Metagenomics is the branch of science which does the direct analysis of genetic material of environmental samples. Maximum microorganisms present in the ecosystem are unculturable. Metagenomics with the expansion in the field of Next Generation Sequencing (NGS) has generated large amount of raw sequence reads of uncultured microbes from different ecosystem. This combination opens door for new metabolites, drug targets, new species and unknown world of new genes could be utilized for the therapeutics. Biomarkers could be utilized as an indicator for the identification of any biological processes, disease genes, metabolites, enzymes, and antibiotics while biosensor is an analytical devise for the detection of analyte with the help of biological component (biomarkers) and physicochemical detector. Current study tried to find probable biomarkers which could be utilized for biosensor development especially for uncultured microorganisms from fresh water ecosystems. We collected all fresh water raw reads from publically available different repositories. After preliminary screening on huge data sets, we performed quality analysis on raw read sequences, generated 10 different conserve domains by multiple sequence alignment.

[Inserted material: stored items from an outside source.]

//! In-memory backend and observer used by the unit tests

use std::collections::{HashMap, VecDeque};
use std::sync::Mutex;
use std::time::Duration;

use async_trait::async_trait;
use serde_json::Value;

use crate::error::FetchError;
use crate::models::{ElementId, RegionContent};
use crate::traits::{RegionObserver, WalletBackend};

#[derive(Debug, Clone)]
pub(crate) struct Reply {
    delay: Duration,
    result: Result<Value, FetchError>,
}

impl Reply {
    pub(crate) fn json(value: Value) -> Self {
        Self { delay: Duration::ZERO, result: Ok(value) }
    }

    pub(crate) fn fail(message: &str) -> Self {
        Self {
            delay: Duration::ZERO,
            result: Err(FetchError::Transport(message.to_string())),
        }
    }

    pub(crate) fn after_ms(mut self, ms: u64) -> Self {
        self.delay = Duration::from_millis(ms);
        self
    }
}

/// Scripted backend. Replies are keyed by `address`, `portfolio:<chain>`
/// and `send`; queued replies are consumed in order and the last one sticks.
#[derive(Default)]
pub(crate) struct FakeBackend {
    scripts: Mutex<HashMap<String, VecDeque<Reply>>>,
    requests: Mutex<Vec<String>>,
    bodies: Mutex<Vec<Value>>,
}

impl FakeBackend {
    pub(crate) fn new() -> Self {
        Self::default()
    }

    pub(crate) fn reply(&self, key: &str, reply: Reply) {
        self.scripts
            .lock()
            .unwrap()
            .entry(key.to_string())
            .or_default()
            .push_back(reply);
    }

    pub(crate) fn requests(&self) -> Vec<String> {
        self.requests.lock().unwrap().clone()
    }

    pub(crate) fn sent_bodies(&self) -> Vec<Value> {
        self.bodies.lock().unwrap().clone()
    }

    fn next(&self, key: &str) -> Reply {
        let mut scripts = self.scripts.lock().unwrap();
        match scripts.get_mut(key) {
            Some(queue) if queue.len() > 1 => queue.pop_front().unwrap(),
            Some(queue) if !queue.is_empty() => queue[0].clone(),
            _ => Reply::fail(&format!("no reply scripted for {}", key)),
        }
    }

    async fn answer(&self, key: &str) -> Result<Value, FetchError> {
        let reply = self.next(key);
        if !reply.delay.is_zero() {
            tokio::time::sleep(reply.delay).await;
        }
        reply.result
    }
}

#[async_trait]
impl WalletBackend for FakeBackend {
    async fn fetch_json(&self, path: &str, query: &[(&str, &str)]) -> Result<Value, FetchError> {
        let line = if query.is_empty() {
            format!("GET {}", path)
        } else {
            let pairs: Vec<String> = query.iter().map(|(k, v)| format!("{}={}", k, v)).collect();
            format!("GET {}?{}", path, pairs.join("&"))
        };
        self.requests.lock().unwrap().push(line);

        let key = match path {
            "/api/portfolio" => {
                let chain = query
                    .iter()
                    .find(|(k, _)| *k == "chain")
                    .map(|(_, v)| *v)
                    .unwrap_or_default();
                format!("portfolio:{}", chain)
            }
            _ => "address".to_string(),
        };
        self.answer(&key).await
    }

    async fn post_json(&self, path: &str, body: &Value) -> Result<Value, FetchError> {
        self.requests.lock().unwrap().push(format!("POST {}", path));
        self.bodies.lock().unwrap().push(body.clone());
        self.answer("send").await
    }
}

/// Records every region update in order
#[derive(Default)]
pub(crate) struct RecordingObserver {
    updates: Mutex<Vec<(ElementId, String)>>,
}

impl RecordingObserver {
    pub(crate) fn updates(&self) -> Vec<(ElementId, String)> {
        self.updates.lock().unwrap().clone()
    }

    pub(crate) fn updates_for(&self, region: ElementId) -> Vec<String> {
        self.updates()
            .into_iter()
            .filter(|(id, _)| *id == region)
            .map(|(_, text)| text)
            .collect()
    }
}

#[async_trait]
impl RegionObserver for RecordingObserver {
    async fn on_region_updated(&self, region: ElementId, content: &RegionContent) {
        self.updates.lock().unwrap().push((region, content.to_string()));
    }
}
//! Page behaviour: loading, sending, receiving and the demo stub

pub mod dashboard;
pub mod placeholder;
pub mod portfolio_loader;
pub mod receive;
pub mod transaction_submitter;

pub use dashboard::Dashboard;
pub use placeholder::PlaceholderLoader;
pub use portfolio_loader::{render_portfolio, PortfolioLoader};
pub use receive::ReceiveFlow;
pub use transaction_submitter::TransactionSubmitter;
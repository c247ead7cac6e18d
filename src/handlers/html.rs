use std::collections::BTreeMap;
use std::path::PathBuf;

use async_trait::async_trait;
use tokio::sync::Mutex;
use tracing::{debug, warn};

use crate::models::{ElementId, RegionContent};
use crate::traits::region_observer::RegionObserver;
use crate::utils::escape_html;

/// Render one region's inner markup. All text is escaped.
pub fn render_region(content: &RegionContent) -> String {
    match content {
        RegionContent::Text(text) => escape_html(text),
        RegionContent::Table(table) => {
            let mut html = String::from("<table>");
            for row in &table.rows {
                html.push_str(&format!(
                    "<tr><td>{}</td><td>{}</td><td>{}</td></tr>",
                    escape_html(&row.ticker),
                    escape_html(&row.quantity_text()),
                    escape_html(&row.value_text()),
                ));
            }
            if let Some(footer) = table.footer() {
                html.push_str(&format!("<tfoot><tr><td colspan=\"3\">{}</td></tr></tfoot>", escape_html(&footer)));
            }
            html.push_str("</table>");
            html
        }
        RegionContent::Link { prefix, text, href } => format!(
            "{}<a href=\"{}\" target=\"_blank\" rel=\"noopener\">{}</a>",
            escape_html(prefix),
            escape_html(href),
            escape_html(text),
        ),
    }
}

/// Render a full page document from a region snapshot
pub fn render_page(regions: &BTreeMap<ElementId, RegionContent>) -> String {
    let mut html = String::from(
        "<!DOCTYPE html>\n<html>\n<head><meta charset=\"utf-8\"><title>OmniWallet</title></head>\n<body>\n",
    );
    for (id, content) in regions {
        html.push_str(&format!("<div id=\"{}\">{}</div>\n", id, render_region(content)));
    }
    html.push_str(&format!(
        "<footer>Updated {}</footer>\n</body>\n</html>\n",
        chrono::Utc::now().format("%Y-%m-%d %H:%M:%S UTC")
    ));
    html
}

/// Keeps an HTML rendition of the page on disk, rewritten on every update
pub struct HtmlSnapshotObserver {
    path: PathBuf,
    regions: Mutex<BTreeMap<ElementId, RegionContent>>,
}

impl HtmlSnapshotObserver {
    pub fn new(path: impl Into<PathBuf>) -> Self {
        Self {
            path: path.into(),
            regions: Mutex::new(BTreeMap::new()),
        }
    }
}

#[async_trait]
impl RegionObserver for HtmlSnapshotObserver {
    async fn on_region_updated(&self, region: ElementId, content: &RegionContent) {
        let mut regions = self.regions.lock().await;
        regions.insert(region, content.clone());

        let html = render_page(&regions);
        match tokio::fs::write(&self.path, html).await {
            Ok(()) => debug!("Wrote page snapshot to {}", self.path.display()),
            Err(e) => warn!("Failed to write page snapshot {}: {}", self.path.display(), e),
        }
    }
}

These CDs could be promising biomarkers for the identification of uncultured microbes from fresh water ecosystems which may be pathogenic for humans. DNA hybridization based Biosensor could be synthesized by using by using this biomarker sequences for detecting the presence of uncultured microorganisms (pathogenic/non-pathogenic) in fresh water ecosystem.

Keywords: metagenomics, next generation sequencing, fresh water ecosystem, multiple sequence alignment, conserve domains, biomarkers, biosensor

NGS, next generation sequencing; MSA, multiple sequence alignment; CDs, conserve domains; EBI, european bioinformatics institute; NCBI, national center for biotechnology information

Most of the microorganisms present in the ecology are unculturable which are commonly known as metagenomes. Metagenomics can simply define as a direct genetic analysis of this metagenome from environmental samples. It’s a novel technology which can be used for exploitation of unculturable microorganisms. Metagenomics is a robust tool for discovering new hypotheses of microbial function, e.g, discoveries of proteorhodopsin based photo-heterotrophy or ammonia oxidizing Archae.^1,2 As these microorganisms are unculturable, sequencing is the major aspect of metagenomics analysis. Advances in the field of Next Generation Sequencing revolutionized the field of Biotechnology and decrease in its cost has led to the development of Metagenome Sequencing. The low cost of sequencing enables scientists to sequence large number of genetic material extracted from environmental samples. The shotgun sequences generated after sequencing can be used to determine presence of unculturable microorganisms in the environment and also their function and interaction with the environment.^3,4 This can be done with the use of conserve domains present in the sequences. Conserve domains are the sequences which remain same in related organisms i.e., they are evolutionary conserved.⁵

Now a days we don’t need to rely on whole genomic sequences, only 16S rRNA sequences or 18S rRNA sequences are enough to identify bacterial or fungal species.⁶ As per the data available, genomic sequences or 16S rRNA sequences or 18S rRNA sequences could be utilized for the Multiple Sequence Alignment (MSA) which can detect homology between these sequences. Multiple Sequence Alignment of nucleotide or protein sequence is most important technique in the field of computational biology and bioinformatics.⁷ The conserve domains obtained after the multiple sequence alignment can be used as a marker sequences to identify the presence of microorganisms in water sample, but the CDs should be very unique to identify them. These CDs may be any specific gene as in case of species specific identification very well discussed in the paper of Yan.⁸ There are biomarkers which could be utilized for the identification of more than one speciesas in the case of Salmonella and E. Coli serotyping where genes that encode the O antigen flippase (wzx) and the O antigen polymerase (wzy) are used as biomarker genes and could be utilized as biomarker for Cronobacter spp. as well.^9,10 This project targeted the fresh water metagenomics sequences already submitted to various metagenomics repositories. All these were genomic sequences of all microorganisms present in those environmental samples. We have generated conserve domains by performing multiple sequence alignment of the sequences. In future, by considering these sequences as a biomarker sequences for uncultured microorganisms, we can synthesize a biosensor. Biosensor is an analytical device which involves biological sensing element with wide range of application in drug discovery, food safety and environment monitoring.^11,12 It will detect the presence of uncultured microorganisms in fresh water ecosystem which may be pathogenic for humans.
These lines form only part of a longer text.